[Entries taken from a collection]
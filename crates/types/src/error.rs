//! Unified error type for the keygate workspace.

use crate::ProviderId;
use regex::Regex;
use std::{fmt, sync::LazyLock};
use thiserror::Error;

/// Maximum number of bytes of an upstream body retained for diagnostics.
const MAX_BODY_BYTES: usize = 2048;

/// Coarse classification used by the router to decide between failover and
/// short-circuit.
#[derive(Debug, Clone, Copy, PartialEq, Eq)]
pub enum ErrorClass {
    /// Malformed request, JWT, or OAuth state. Never retried.
    Validation,
    /// Missing, expired, or unrefreshable credential.
    Credential,
    /// Upstream answered with a non-success status.
    Upstream,
    /// Transport failure or timeout.
    Network,
    /// A stored credential record could not be decrypted or parsed.
    CorruptState,
    /// The caller cancelled the request.
    Cancelled,
    /// Local storage, configuration, or serialization failure.
    Internal,
}

/// One failed candidate inside an [`GatewayError::Exhausted`] error.
#[derive(Debug)]
pub struct AttemptError {
    pub executor: String,
    pub error: GatewayError,
}

/// Enumerates all error kinds that can occur across keygate crates.
#[derive(Debug, Error)]
pub enum GatewayError {
    /// The request payload is malformed or cannot be served as given.
    #[error("validation error: {0}")]
    Validation(String),

    /// An OAuth callback carried an absent, expired, or already consumed state.
    #[error("invalid oauth state")]
    InvalidState,

    /// A bearer JWT failed structural or temporal validation.
    #[error("invalid jwt: {0}")]
    InvalidJwt(String),

    /// No stored credential exists for the given provider and identity.
    #[error("credential not found: {provider}/{identity}")]
    CredentialNotFound {
        provider: ProviderId,
        identity: String,
    },

    /// The stored credential has expired and cannot be renewed.
    #[error("credential expired: {provider}/{identity}")]
    CredentialExpired {
        provider: ProviderId,
        identity: String,
    },

    /// Refreshing or exchanging the credential failed.
    #[error("credential refresh failed for {provider}/{identity}: {reason}")]
    RefreshFailed {
        provider: ProviderId,
        identity: String,
        reason: String,
    },

    /// The stored record could not be decrypted or parsed.
    #[error("corrupt credential {provider}/{identity}: {reason}")]
    CorruptCredential {
        provider: ProviderId,
        identity: String,
        reason: String,
    },

    /// The upstream provider returned a non-success status.
    #[error("upstream error: status={status}, body={body}")]
    Upstream { status: u16, body: String },

    /// Transport failure, including timeouts.
    #[error("network error: {0}")]
    Network(String),

    /// The upstream answered 2xx but the body could not be decoded.
    #[error("protocol error: {0}")]
    Protocol(String),

    /// Request or response format translation failure.
    #[error("translation error: {0}")]
    Translation(String),

    /// No route matches the requested model.
    #[error("unsupported model: {0}")]
    UnsupportedModel(String),

    /// Persistent storage I/O error.
    #[error("storage error: {0}")]
    Storage(String),

    /// Configuration loading or validation error.
    #[error("configuration error: {0}")]
    Config(String),

    /// JSON serialization or deserialization error.
    #[error("serialization error: {0}")]
    Serialization(#[from] serde_json::Error),

    /// The caller cancelled the request.
    #[error("request cancelled")]
    Cancelled,

    /// A lower-level error annotated with provider and operation context.
    #[error("{context}: {source}")]
    Context {
        context: String,
        #[source]
        source: Box<GatewayError>,
    },

    /// Every candidate for a model failed.
    #[error("all candidates failed for {model}: {}", DisplayAttempts(.attempts))]
    Exhausted {
        model: String,
        attempts: Vec<AttemptError>,
    },
}

struct DisplayAttempts<'a>(&'a [AttemptError]);

impl fmt::Display for DisplayAttempts<'_> {
    fn fmt(&self, f: &mut fmt::Formatter<'_>) -> fmt::Result {
        for (i, a) in self.0.iter().enumerate() {
            if i > 0 {
                f.write_str("; ")?;
            }
            write!(f, "[{}] {}", a.executor, a.error)?;
        }
        Ok(())
    }
}

// ── Feature-gated From impls ──────────────────────────────────────────────────

#[cfg(feature = "reqwest")]
impl From<reqwest::Error> for GatewayError {
    fn from(e: reqwest::Error) -> Self {
        if e.is_timeout() {
            Self::Network(format!("timed out: {}", e.without_url()))
        } else if e.is_decode() {
            Self::Protocol(e.without_url().to_string())
        } else {
            Self::Network(e.without_url().to_string())
        }
    }
}

impl GatewayError {
    /// Builds an [`GatewayError::Upstream`] with a redacted, truncated body.
    #[must_use]
    pub fn upstream(status: u16, body: &str) -> Self {
        Self::Upstream {
            status,
            body: sanitize_body(body),
        }
    }

    /// Wraps the error with a human-readable context such as `"claude: refresh"`.
    #[must_use]
    pub fn context(self, context: impl Into<String>) -> Self {
        Self::Context {
            context: context.into(),
            source: Box::new(self),
        }
    }

    /// Returns the innermost error, skipping [`GatewayError::Context`] layers.
    #[must_use]
    pub fn root(&self) -> &Self {
        match self {
            Self::Context { source, .. } => source.root(),
            other => other,
        }
    }

    /// Classifies the error.
    #[must_use]
    pub fn class(&self) -> ErrorClass {
        match self.root() {
            Self::Validation(_)
            | Self::InvalidState
            | Self::InvalidJwt(_)
            | Self::Translation(_)
            | Self::UnsupportedModel(_) => ErrorClass::Validation,
            Self::CredentialNotFound { .. }
            | Self::CredentialExpired { .. }
            | Self::RefreshFailed { .. } => ErrorClass::Credential,
            Self::Upstream { .. } => ErrorClass::Upstream,
            Self::Network(_) | Self::Protocol(_) => ErrorClass::Network,
            Self::CorruptCredential { .. } => ErrorClass::CorruptState,
            Self::Cancelled => ErrorClass::Cancelled,
            Self::Storage(_)
            | Self::Config(_)
            | Self::Serialization(_)
            | Self::Context { .. }
            | Self::Exhausted { .. } => ErrorClass::Internal,
        }
    }

    /// Returns `true` when retrying elsewhere cannot help: the request itself
    /// is malformed or the caller gave up.
    #[must_use]
    pub fn is_permanent(&self) -> bool {
        match self.root() {
            Self::Upstream { status, .. } => {
                (400..500).contains(status) && !matches!(status, 401 | 403 | 404 | 408 | 429)
            }
            other => matches!(other.class(), ErrorClass::Validation | ErrorClass::Cancelled),
        }
    }

    /// Returns `true` if the router should advance to the next candidate.
    #[must_use]
    pub fn is_failover_eligible(&self) -> bool {
        !self.is_permanent()
    }
}

static BEARER_RE: LazyLock<Regex> = LazyLock::new(|| {
    Regex::new(r"(?i)bearer\s+[A-Za-z0-9._~+/=-]+").expect("valid regex")
});

static TOKEN_FIELD_RE: LazyLock<Regex> = LazyLock::new(|| {
    Regex::new(
        r#""(access_token|refresh_token|id_token|rotating_token|api_key|token)"\s*:\s*"[^"]*""#,
    )
    .expect("valid regex")
});

/// Strips bearer tokens and token-bearing JSON fields, then truncates.
#[must_use]
pub fn sanitize_body(body: &str) -> String {
    let redacted = BEARER_RE.replace_all(body, "Bearer [redacted]");
    let redacted = TOKEN_FIELD_RE.replace_all(&redacted, r#""$1":"[redacted]""#);
    if redacted.len() <= MAX_BODY_BYTES {
        return redacted.into_owned();
    }
    let mut end = MAX_BODY_BYTES;
    while !redacted.is_char_boundary(end) {
        end -= 1;
    }
    format!("{}…", &redacted[..end])
}

/// Convenience alias used throughout the workspace.
pub type Result<T> = std::result::Result<T, GatewayError>;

▶ **WHAT IS BEING ASKED**:
Working through the entries line by line, count those containing "could" and report only the number.

▶ **ANSWER TO THIS EXERCISE**:
3